C’est Tristan que la mort mestroie.

(Le Lai mortel.)

Marc fit éveiller son chapelain et lui tendit la lettre. Le clerc brisa la cire et salua d’abord le roi au nom de Tristan; puis, ayant habilement déchiffré les paroles écrites, il lui rapporta ce que Tristan lui mandait. Marc l’écouta sans mot dire et se réjouissait en son cœur, car il aimait encore la reine.

Il convoqua nommément les plus prisés de ses barons, et, quand ils furent tous assemblés, ils firent silence et le roi parla:

«Seigneurs, j’ai reçu ce bref. Je suis roi sur vous et vous êtes mes féaux. Écoutez les choses qui me sont mandées; puis, conseillez-moi, je vous en requiers, puisque vous me devez le conseil.»

Le chapelain se leva, délia le bref de ses deux mains, et, debout devant le roi:

«Seigneurs, dit-il, Tristan mande d’abord salut et amour au roi et à toute sa baronnie. «Roi, ajoute-t-il, quand j’ai eu tué le dragon et que j’eus conquis la fille du roi d’Irlande, c’est à moi qu’elle fut donnée; j’étais maître de la garder, mais je ne l’ai point voulu: je l’ai amenée en votre contrée et vous l’ai livrée. Pourtant, à peine l’aviez-vous prise pour femme, des félons vous firent accroire leurs mensonges. En votre colère, bel oncle, mon seigneur, vous avez voulu nous faire brûler sans jugement. Mais Dieu a été pris de compassion: nous l’avons supplié, il a sauvé la reine, et ce fut justice; moi aussi, en me précipitant d’un rocher élevé, j’échappai, par la puissance de Dieu. Qu’ai-je fait depuis, que l’on puisse blâmer? La reine était livrée aux malades, je suis venu à sa rescousse, je l’ai emportée: pouvais-je donc manquer en ce besoin à celle qui avait failli mourir, innocente, à cause de moi? J’ai fui avec elle par les bois: pouvais-je donc, pour vous la rendre, sortir de la forêt et descendre dans la plaine? N’aviez-vous pas commandé qu’on nous prît morts ou vifs? Mais, aujourd’hui comme alors, je suis prêt, beau sire, à donner mon gage et à soutenir contre tout venant par bataille que jamais la reine n’eut pour moi, ni moi pour la reine, d’amour qui vous fût une offense. Ordonnez le combat: je ne récuse nul adversaire, et, si je ne puis prouver mon droit, faites-moi brûler devant vos hommes.
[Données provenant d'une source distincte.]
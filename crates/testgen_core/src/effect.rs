use std::time::Duration;

use crate::{ExportRequest, Msg, RunId};

#[derive(Debug, Clone, PartialEq)]
pub enum Effect {
    /// Start the event source for a new run.
    StartRun { run_id: RunId },
    /// Invoke the cancellation handle of a run.
    CancelRun { run_id: RunId },
    /// Feed `msg` back into `update` once `after` has elapsed.
    ScheduleMsg { after: Duration, msg: Msg },
    /// Fetch the generated test cases from the backend.
    LoadTestCases,
    Export { request: ExportRequest },
}
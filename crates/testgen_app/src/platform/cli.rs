use std::path::PathBuf;

use clap::{Args, Parser, Subcommand, ValueEnum};
use testgen_core::ExportFormat;
use testgen_engine::{KbNotePolicy, RunSource};

use super::logging::LogDestination;

#[derive(Debug, Parser)]
#[command(name = "testgen", version, about = "Generate test cases from requirement documents")]
pub struct Cli {
    /// Settings file (RON). Defaults to ./testgen.ron when present.
    #[arg(long, global = true)]
    pub config: Option<PathBuf>,
    /// Backend API root, e.g. http://localhost:8000/api/v1
    #[arg(long, global = true)]
    pub api_url: Option<String>,
    #[arg(long, global = true)]
    pub project: Option<String>,
    /// Directory that receives exported files.
    #[arg(long, global = true)]
    pub output_dir: Option<PathBuf>,
    /// Fail instead of serving canned data when the backend is unreachable.
    #[arg(long, global = true)]
    pub no_mock_fallback: bool,
    #[arg(long, global = true, value_enum)]
    pub log: Option<LogArg>,
    #[arg(long, global = true)]
    pub log_level: Option<String>,
    #[command(subcommand)]
    pub command: Command,
}

#[derive(Debug, Subcommand)]
pub enum Command {
    /// Run a generation and follow its progress.
    Generate(GenerateArgs),
    /// Check that the backend answers.
    Health,
    /// List backend projects.
    Projects,
    #[command(subcommand)]
    Config(ConfigCommand),
}

#[derive(Debug, Subcommand)]
pub enum ConfigCommand {
    /// Print the backend's LLM configuration.
    Show,
    /// Ask the backend to test its LLM connection.
    Test,
}

#[derive(Debug, Args)]
pub struct GenerateArgs {
    /// Requirement document (.pdf, .xlsx, .xls). Repeatable.
    #[arg(long = "file", value_name = "PATH")]
    pub files: Vec<PathBuf>,
    /// Free-text requirements.
    #[arg(long)]
    pub text: Option<String>,
    /// Knowledge Base document (.pdf, .txt, .md). Enables the Knowledge Base.
    #[arg(long = "kb", value_name = "PATH")]
    pub kb_documents: Vec<PathBuf>,
    #[arg(long, value_enum)]
    pub source: Option<SourceArg>,
    #[arg(long, value_enum)]
    pub kb_notes: Option<KbNotesArg>,
    /// Press Cancel this many milliseconds after the run starts.
    #[arg(long, value_name = "MS")]
    pub cancel_after_ms: Option<u64>,
    /// Export every loaded test case once the run completes.
    #[arg(long, value_enum)]
    pub export: Option<FormatArg>,
}

#[derive(Debug, Clone, Copy, PartialEq, Eq, ValueEnum)]
pub enum LogArg {
    File,
    Terminal,
    Both,
}

impl From<LogArg> for LogDestination {
    fn from(arg: LogArg) -> Self {
        match arg {
            LogArg::File => LogDestination::File,
            LogArg::Terminal => LogDestination::Terminal,
            LogArg::Both => LogDestination::Both,
        }
    }
}

#[derive(Debug, Clone, Copy, PartialEq, Eq, ValueEnum)]
pub enum SourceArg {
    Mock,
    Stream,
}

impl From<SourceArg> for RunSource {
    fn from(arg: SourceArg) -> Self {
        match arg {
            SourceArg::Mock => RunSource::Mock,
            SourceArg::Stream => RunSource::Stream,
        }
    }
}

#[derive(Debug, Clone, Copy, PartialEq, Eq, ValueEnum)]
pub enum KbNotesArg {
    Forward,
    Suppress,
}

impl From<KbNotesArg> for KbNotePolicy {
    fn from(arg: KbNotesArg) -> Self {
        match arg {
            KbNotesArg::Forward => KbNotePolicy::Forward,
            KbNotesArg::Suppress => KbNotePolicy::Suppress,
        }
    }
}

#[derive(Debug, Clone, Copy, PartialEq, Eq, ValueEnum)]
pub enum FormatArg {
    Markdown,
    Excel,
}

impl From<FormatArg> for ExportFormat {
    fn from(arg: FormatArg) -> Self {
        match arg {
            FormatArg::Markdown => ExportFormat::Markdown,
            FormatArg::Excel => ExportFormat::Excel,
        }
    }
}

/// Global flags that override settings, in CLI-agnostic form.
#[derive(Debug, Clone, Default, PartialEq)]
pub struct Overrides {
    pub api_url: Option<String>,
    pub project: Option<String>,
    pub output_dir: Option<PathBuf>,
    pub no_mock_fallback: bool,
    pub log: Option<LogDestination>,
    pub log_level: Option<String>,
}

impl Cli {
    pub fn overrides(&self) -> Overrides {
        Overrides {
            api_url: self.api_url.clone(),
            project: self.project.clone(),
            output_dir: self.output_dir.clone(),
            no_mock_fallback: self.no_mock_fallback,
            log: self.log.map(LogDestination::from),
            log_level: self.log_level.clone(),
        }
    }
}
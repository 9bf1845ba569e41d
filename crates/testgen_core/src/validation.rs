use thiserror::Error;

use crate::inputs::RequirementInputs;
use crate::knowledge_base::KnowledgeBase;

/// Problems caught before any work is scheduled. Shown to the user as a
/// single message; never escalated.
#[derive(Debug, Clone, PartialEq, Eq, Error)]
pub enum ValidationError {
    #[error("Please provide files or text describing the requirements before generating")]
    MissingRequirements,
    #[error("Knowledge Base is enabled but has no documents. Upload KB documents or disable the Knowledge Base")]
    KnowledgeBaseEmpty,
    #[error("Please select at least one test case to export")]
    EmptyExportSelection,
}

pub fn validate_generation(
    inputs: &RequirementInputs,
    kb: &KnowledgeBase,
) -> Result<(), ValidationError> {
    if !inputs.has_content() {
        return Err(ValidationError::MissingRequirements);
    }
    if kb.is_enabled() && kb.documents().is_empty() {
        return Err(ValidationError::KnowledgeBaseEmpty);
    }
    Ok(())
}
Mais si je triomphe et qu’il vous plaise de reprendre Iseut au clair visage, nul de vos barons ne vous servira mieux que moi; si au contraire vous n’avez cure de mon service, je passerai la mer, j’irai m’offrir au roi de Gavoie ou au roi de Frise, et vous n’entendrez plus jamais parler de moi. Sire, prenez conseil, et, si vous ne consentez à nul accord, je ramènerai Iseut en Irlande, où je l’ai prise; elle sera reine en son pays.»
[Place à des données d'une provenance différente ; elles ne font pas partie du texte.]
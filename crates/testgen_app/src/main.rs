mod platform;

fn main() -> anyhow::Result<std::process::ExitCode> {
    platform::run()
}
Quand les barons cornouaillais entendirent que Tristan leur offrait la bataille, ils dirent tous au roi:

«Sire, reprends la reine: ce sont des insensés qui l’ont calomniée auprès de toi. Quant à Tristan, qu’il s’en aille, ainsi qu’il l’offre, guerroyer en Gavoie ou près du roi de Frise. Mande-lui de te ramener Iseut, à tel jour et bientôt.»